American-bred Thoroughbred racehorse

Empire Glory (foaled April 8, 1981) was a Thoroughbred racehorse who was sold for a world record price as a yearling in 1982. He proved to be just short of top class in a brief racing career, winning the Royal Whip Stakes and finishing second in the Irish St Leger. He made little impact as a breeding stallion.

==Background==
Empire Glory was a bay or brown horse bred in Kentucky by Mortin Levy & Myron Rosenthal's Glencoe Farm. His dam, Spearfish, had won the Hollywood Oaks in 1966 and had produced the leading North American racehorse King's Bishop and the Irish 1000 Guineas winner Gaily. Through Gaily, she was also the ancestor of Pilsudski. Empire Glory was sired by the Triple Crown winner Nijinsky.

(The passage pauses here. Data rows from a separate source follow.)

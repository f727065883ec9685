use sea_orm::{PaginatorTrait, QueryFilter, QueryOrder, TransactionTrait, prelude::*};
use uuid::Uuid;

use crate::{
    Account, EngineError, NewAccountCmd, ResultEngine, UpdateAccountCmd, accounts,
    executor::WriteSet,
    expenses, investment_returns, investments, transactions,
    util::{normalize_optional_text, normalize_required_text},
};

use super::{Engine, with_tx};

impl Engine {
    /// Opens an account. Its balance starts at `starting_amount`.
    pub async fn create_account(&self, cmd: NewAccountCmd) -> ResultEngine<Account> {
        let name = normalize_required_text(&cmd.name, "account name")?;
        let kind = normalize_required_text(&cmd.kind, "account type")?;
        if cmd.starting_amount.is_negative() {
            return Err(EngineError::Validation(
                "starting amount must be >= 0".to_string(),
            ));
        }

        let account = Account::new(
            name,
            kind,
            normalize_optional_text(cmd.bank_name.as_deref()),
            cmd.starting_amount,
            self.clock.now(),
        );
        let db_tx = self.database.begin().await?;
        let mut writes = WriteSet::new("create_account");
        writes.insert(account.clone());
        self.commit(db_tx, writes, cmd.actor.as_deref()).await?;
        Ok(account)
    }

    /// Changes the descriptive fields of an account.
    pub async fn update_account(&self, cmd: UpdateAccountCmd) -> ResultEngine<Account> {
        let name = cmd
            .name
            .as_deref()
            .map(|n| normalize_required_text(n, "account name"))
            .transpose()?;
        let kind = cmd
            .kind
            .as_deref()
            .map(|k| normalize_required_text(k, "account type"))
            .transpose()?;

        let _locks = self.locks.acquire([cmd.account_id]).await?;
        let db_tx = self.database.begin().await?;
        let account = self.require_account(&db_tx, cmd.account_id).await?;

        let mut updated = account.clone();
        if let Some(name) = name {
            updated.name = name;
        }
        if let Some(kind) = kind {
            updated.kind = kind;
        }
        if let Some(bank_name) = cmd.bank_name.as_deref() {
            updated.bank_name = normalize_optional_text(Some(bank_name));
        }
        updated.updated_at = self.clock.now();

        let mut writes = WriteSet::new("update_account");
        writes.update(account, updated.clone());
        self.commit(db_tx, writes, cmd.actor.as_deref()).await?;
        Ok(updated)
    }

    /// Deletes an account nothing refers to.
    ///
    /// Fails with `ReferentialConflict` while any investment, investment
    /// return, expense or transaction still points at it.
    pub async fn delete_account(&self, account_id: Uuid, actor: Option<&str>) -> ResultEngine<()> {
        let _locks = self.locks.acquire([account_id]).await?;
        let db_tx = self.database.begin().await?;
        let account = self.require_account(&db_tx, account_id).await?;
        let id = account_id.to_string();

        let references = [
            (
                "investments",
                investments::Entity::find()
                    .filter(investments::Column::AccountId.eq(id.as_str()))
                    .count(&db_tx)
                    .await?,
            ),
            (
                "investment returns",
                investment_returns::Entity::find()
                    .filter(investment_returns::Column::AccountId.eq(id.as_str()))
                    .count(&db_tx)
                    .await?,
            ),
            (
                "expenses",
                expenses::Entity::find()
                    .filter(expenses::Column::AccountId.eq(id.as_str()))
                    .count(&db_tx)
                    .await?,
            ),
            (
                "transactions",
                transactions::Entity::find()
                    .filter(transactions::Column::AccountId.eq(id.as_str()))
                    .count(&db_tx)
                    .await?,
            ),
        ];
        let held: Vec<String> = references
            .iter()
            .filter(|(_, count)| *count > 0)
            .map(|(label, count)| format!("{count} {label}"))
            .collect();
        if !held.is_empty() {
            return Err(EngineError::ReferentialConflict(format!(
                "account '{}' is referenced by {}",
                account.name,
                held.join(", ")
            )));
        }

        let mut writes = WriteSet::new("delete_account");
        writes.delete(account);
        self.commit(db_tx, writes, actor).await?;
        Ok(())
    }

    pub async fn account(&self, account_id: Uuid) -> ResultEngine<Account> {
        self.require_account(&self.database, account_id).await
    }

    /// All accounts, by name.
    pub async fn list_accounts(&self) -> ResultEngine<Vec<Account>> {
        with_tx!(self, |db_tx| {
            accounts::Entity::find()
                .order_by_asc(accounts::Column::Name)
                .all(&db_tx)
                .await?
                .into_iter()
                .map(Account::try_from)
                .collect::<ResultEngine<Vec<_>>>()
        })
    }
}
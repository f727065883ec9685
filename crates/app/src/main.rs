use std::process::ExitCode;

use clap::Parser;
use migration::{Migrator, MigratorTrait};

use crate::{
    cli::Cli,
    error::{AppError, Result},
    settings::Settings,
};

mod cli;
mod error;
mod settings;

/// sysexits.h: temporary failure, the user is invited to retry.
const EX_TEMPFAIL: u8 = 75;

#[tokio::main]
async fn main() -> ExitCode {
    let cli = Cli::parse();
    let settings = match Settings::new(cli.config.as_deref()) {
        Ok(settings) => settings,
        Err(err) => {
            eprintln!("{err}");
            return ExitCode::FAILURE;
        }
    };

    tracing_subscriber::fmt()
        .with_env_filter(format!(
            "bizledger={level},engine={level}",
            level = settings.app.level
        ))
        .with_writer(std::io::stderr)
        .init();

    match run(cli, &settings).await {
        Ok(()) => ExitCode::SUCCESS,
        Err(AppError::Engine(err)) if err.is_retryable() => {
            tracing::warn!("{err}");
            eprintln!("{err} (try again)");
            ExitCode::from(EX_TEMPFAIL)
        }
        Err(err) => {
            tracing::error!("{err}");
            eprintln!("{err}");
            ExitCode::FAILURE
        }
    }
}

async fn run(cli: Cli, settings: &Settings) -> Result<()> {
    let db = connect(&settings.database).await?;
    let engine = engine::Engine::builder()
        .database(db)
        .lock_timeout(settings.engine.lock_timeout())
        .build()
        .await?;

    cli::run(&engine, cli.command, cli.actor).await
}

async fn connect(config: &settings::Database) -> Result<sea_orm::DatabaseConnection> {
    let url = config.url();
    tracing::debug!(%url, "opening database");
    let database = sea_orm::Database::connect(url).await?;
    Migrator::up(&database, None).await?;
    Ok(database)
}
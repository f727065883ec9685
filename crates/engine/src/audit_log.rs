//! Append-only audit trail.
//!
//! One entry per row write, holding JSON snapshots of the row before and after
//! the change. Entries are never updated or deleted.

use chrono::{DateTime, Utc};
use sea_orm::entity::{ActiveValue, prelude::*};
use serde::{Deserialize, Serialize};

use crate::EngineError;

#[derive(Clone, Copy, Debug, PartialEq, Eq, Serialize, Deserialize)]
#[serde(rename_all = "UPPERCASE")]
pub enum AuditAction {
    Create,
    Update,
    Delete,
}

impl AuditAction {
    pub fn as_str(self) -> &'static str {
        match self {
            Self::Create => "CREATE",
            Self::Update => "UPDATE",
            Self::Delete => "DELETE",
        }
    }
}

impl TryFrom<&str> for AuditAction {
    type Error = EngineError;

    fn try_from(value: &str) -> Result<Self, Self::Error> {
        match value {
            "CREATE" => Ok(Self::Create),
            "UPDATE" => Ok(Self::Update),
            "DELETE" => Ok(Self::Delete),
            other => Err(EngineError::Validation(format!(
                "invalid audit action: {other}"
            ))),
        }
    }
}

#[derive(Clone, Debug, PartialEq, Serialize, Deserialize)]
pub struct AuditLogEntry {
    /// Monotonic, assigned by the store.
    pub id: i64,
    pub table_name: String,
    pub record_id: String,
    pub action: AuditAction,
    pub old_values: Option<serde_json::Value>,
    pub new_values: Option<serde_json::Value>,
    pub actor: Option<String>,
    pub recorded_at: DateTime<Utc>,
}

#[derive(Clone, Debug, PartialEq, DeriveEntityModel)]
#[sea_orm(table_name = "audit_log")]
pub struct Model {
    #[sea_orm(primary_key)]
    pub id: i32,
    pub table_name: String,
    pub record_id: String,
    pub action: String,
    #[sea_orm(column_type = "Text", nullable)]
    pub old_values: Option<String>,
    #[sea_orm(column_type = "Text", nullable)]
    pub new_values: Option<String>,
    pub actor: Option<String>,
    pub recorded_at: DateTimeUtc,
}

#[derive(Copy, Clone, Debug, EnumIter, DeriveRelation)]
pub enum Relation {}

impl ActiveModelBehavior for ActiveModel {}

/// Builds the insert model for a new entry. The id is left to the store.
pub(crate) fn new_entry(
    table_name: &str,
    record_id: String,
    action: AuditAction,
    old_values: Option<String>,
    new_values: Option<String>,
    actor: Option<String>,
    recorded_at: DateTime<Utc>,
) -> ActiveModel {
    ActiveModel {
        id: ActiveValue::NotSet,
        table_name: ActiveValue::Set(table_name.to_string()),
        record_id: ActiveValue::Set(record_id),
        action: ActiveValue::Set(action.as_str().to_string()),
        old_values: ActiveValue::Set(old_values),
        new_values: ActiveValue::Set(new_values),
        actor: ActiveValue::Set(actor),
        recorded_at: ActiveValue::Set(recorded_at),
    }
}

fn parse_snapshot(value: Option<String>) -> Result<Option<serde_json::Value>, EngineError> {
    value
        .map(|raw| {
            serde_json::from_str(&raw)
                .map_err(|_| EngineError::Validation("invalid audit snapshot".to_string()))
        })
        .transpose()
}

impl TryFrom<Model> for AuditLogEntry {
    type Error = EngineError;

    fn try_from(model: Model) -> Result<Self, Self::Error> {
        Ok(Self {
            id: i64::from(model.id),
            table_name: model.table_name,
            record_id: model.record_id,
            action: AuditAction::try_from(model.action.as_str())?,
            old_values: parse_snapshot(model.old_values)?,
            new_values: parse_snapshot(model.new_values)?,
            actor: model.actor,
            recorded_at: model.recorded_at,
        })
    }
}
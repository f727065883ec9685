//! Fixed-point amounts.
//!
//! Every amount the ledger stores or moves is a whole number of cents. Rows
//! hold non-negative amounts; signed values only show up as balance deltas
//! and as the profit of an investment. Ratios leave this type through
//! [`Money::to_decimal`].

use std::{
    fmt,
    ops::{Add, AddAssign, Neg, Sub, SubAssign},
    str::FromStr,
};

use rust_decimal::{Decimal, prelude::ToPrimitive};
use serde::{Deserialize, Serialize};

use crate::EngineError;

/// An amount in cents.
///
/// ```rust
/// use engine::Money;
///
/// let rent: Money = "1250,5".parse().unwrap();
/// assert_eq!(rent, Money::new(125_050));
/// assert_eq!(rent.to_string(), "1250.50");
/// assert!("3.999".parse::<Money>().is_err());
/// ```
///
/// The operators do not check for overflow. Ledger code accumulates with
/// [`Money::checked_add`] and [`Money::checked_sum`].
#[derive(
    Clone, Copy, Debug, Default, PartialEq, Eq, PartialOrd, Ord, Hash, Serialize, Deserialize,
)]
#[serde(transparent)]
pub struct Money(i64);

impl Money {
    pub const ZERO: Money = Money(0);

    #[must_use]
    pub const fn new(cents: i64) -> Self {
        Self(cents)
    }

    /// `units` whole currency units, e.g. `Money::units(5)` is `5.00`.
    #[must_use]
    pub const fn units(units: i64) -> Self {
        Self(units * 100)
    }

    #[must_use]
    pub const fn cents(self) -> i64 {
        self.0
    }

    #[must_use]
    pub const fn is_zero(self) -> bool {
        self.0 == 0
    }

    #[must_use]
    pub const fn is_positive(self) -> bool {
        self.0 > 0
    }

    #[must_use]
    pub const fn is_negative(self) -> bool {
        self.0 < 0
    }

    #[must_use]
    pub fn checked_add(self, rhs: Money) -> Option<Money> {
        self.0.checked_add(rhs.0).map(Money)
    }

    #[must_use]
    pub fn checked_sub(self, rhs: Money) -> Option<Money> {
        self.0.checked_sub(rhs.0).map(Money)
    }

    /// Sum of `amounts`, or `None` as soon as it leaves the `i64` range.
    #[must_use]
    pub fn checked_sum<I>(amounts: I) -> Option<Money>
    where
        I: IntoIterator<Item = Money>,
    {
        amounts.into_iter().try_fold(Money::ZERO, Money::checked_add)
    }

    /// Exact decimal value (scale 2).
    #[must_use]
    pub fn to_decimal(self) -> Decimal {
        Decimal::new(self.0, 2)
    }

    /// Converts a decimal with at most two fractional digits.
    fn from_decimal(value: Decimal) -> Result<Self, EngineError> {
        if value.normalize().scale() > 2 {
            return Err(EngineError::Validation(
                "amounts have at most two decimals".to_string(),
            ));
        }
        value
            .checked_mul(Decimal::ONE_HUNDRED)
            .and_then(|cents| cents.to_i64())
            .map(Money)
            .ok_or_else(|| EngineError::Validation("amount too large".to_string()))
    }
}

impl fmt::Display for Money {
    fn fmt(&self, f: &mut fmt::Formatter<'_>) -> fmt::Result {
        let sign = if self.0 < 0 { "-" } else { "" };
        let abs = self.0.unsigned_abs();
        write!(f, "{sign}{}.{:02}", abs / 100, abs % 100)
    }
}

impl From<Money> for i64 {
    fn from(value: Money) -> Self {
        value.0
    }
}

impl Add for Money {
    type Output = Money;

    fn add(self, rhs: Money) -> Self::Output {
        Money(self.0 + rhs.0)
    }
}

impl AddAssign for Money {
    fn add_assign(&mut self, rhs: Money) {
        self.0 += rhs.0;
    }
}

impl Sub for Money {
    type Output = Money;

    fn sub(self, rhs: Money) -> Self::Output {
        Money(self.0 - rhs.0)
    }
}

impl SubAssign for Money {
    fn sub_assign(&mut self, rhs: Money) {
        self.0 -= rhs.0;
    }
}

impl Neg for Money {
    type Output = Money;

    fn neg(self) -> Self::Output {
        Money(-self.0)
    }
}

impl FromStr for Money {
    type Err = EngineError;

    /// Parses user input such as `12`, `12.5`, `-0,01` or `+3.00`.
    ///
    /// A comma is read as the decimal point. Digits are required before it;
    /// thousands separators and exponents are rejected.
    fn from_str(s: &str) -> Result<Self, Self::Err> {
        let invalid = || EngineError::Validation(format!("invalid amount '{}'", s.trim()));

        let trimmed = s.trim();
        let (negative, digits) = match trimmed.as_bytes().first() {
            Some(b'-') => (true, &trimmed[1..]),
            Some(b'+') => (false, &trimmed[1..]),
            _ => (false, trimmed),
        };
        let digits = digits.replace(',', ".");
        let integral = digits.split('.').next().unwrap_or_default();
        if integral.is_empty()
            || digits.matches('.').count() > 1
            || !digits.chars().all(|c| c.is_ascii_digit() || c == '.')
        {
            return Err(invalid());
        }

        let value = Decimal::from_str(&digits).map_err(|_| invalid())?;
        Self::from_decimal(if negative { -value } else { value })
    }
}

In 1982, he was consigned by Glencoe Farm to the Keeneland Sales, where he was sold for a record-setting $4.25 million ($ million inflation-adjusted) to the bloodstock agents BBA (Ireland) on behalf of the British businessman Robert Sangster after a prolonged bidding battle with representatives of Sheikh Mohammed. The colt was sent to Europe and was trained by Vincent O'Brien at Ballydoyle.

==Racing career==
Empire Glory raced only as a three-year-old in the 1984 season. After refusing to enter the starting stalls on his first racecourse appearance, he finished second in his first completed race and then won a maiden race at Leopardstown by six lengths. He was then stepped up in class for the Grade Three Royal Whip Stakes over one and a half miles at the Curragh Racecourse in July. Ridden by Pat Eddery, he won by three-quarters of a length from Sondrio and Yawa. In his two remaining races, Empire Glory was equipped with blinkers. He finished third to Arctic Lord in the Beresford Stakes and then produced his best effort when finishing second, a neck behind the filly Opale, in the Group One Irish St Leger.

==Stud record==
Empire Glory stood as a breeding stallion in the USA. He sired several minor winners but nothing of top class. He died in 2001.

==Pedigree==

- Empire Glory was inbred 4 × 4 to Nearco, meaning that this stallion appears twice in the fourth generation of his pedigree.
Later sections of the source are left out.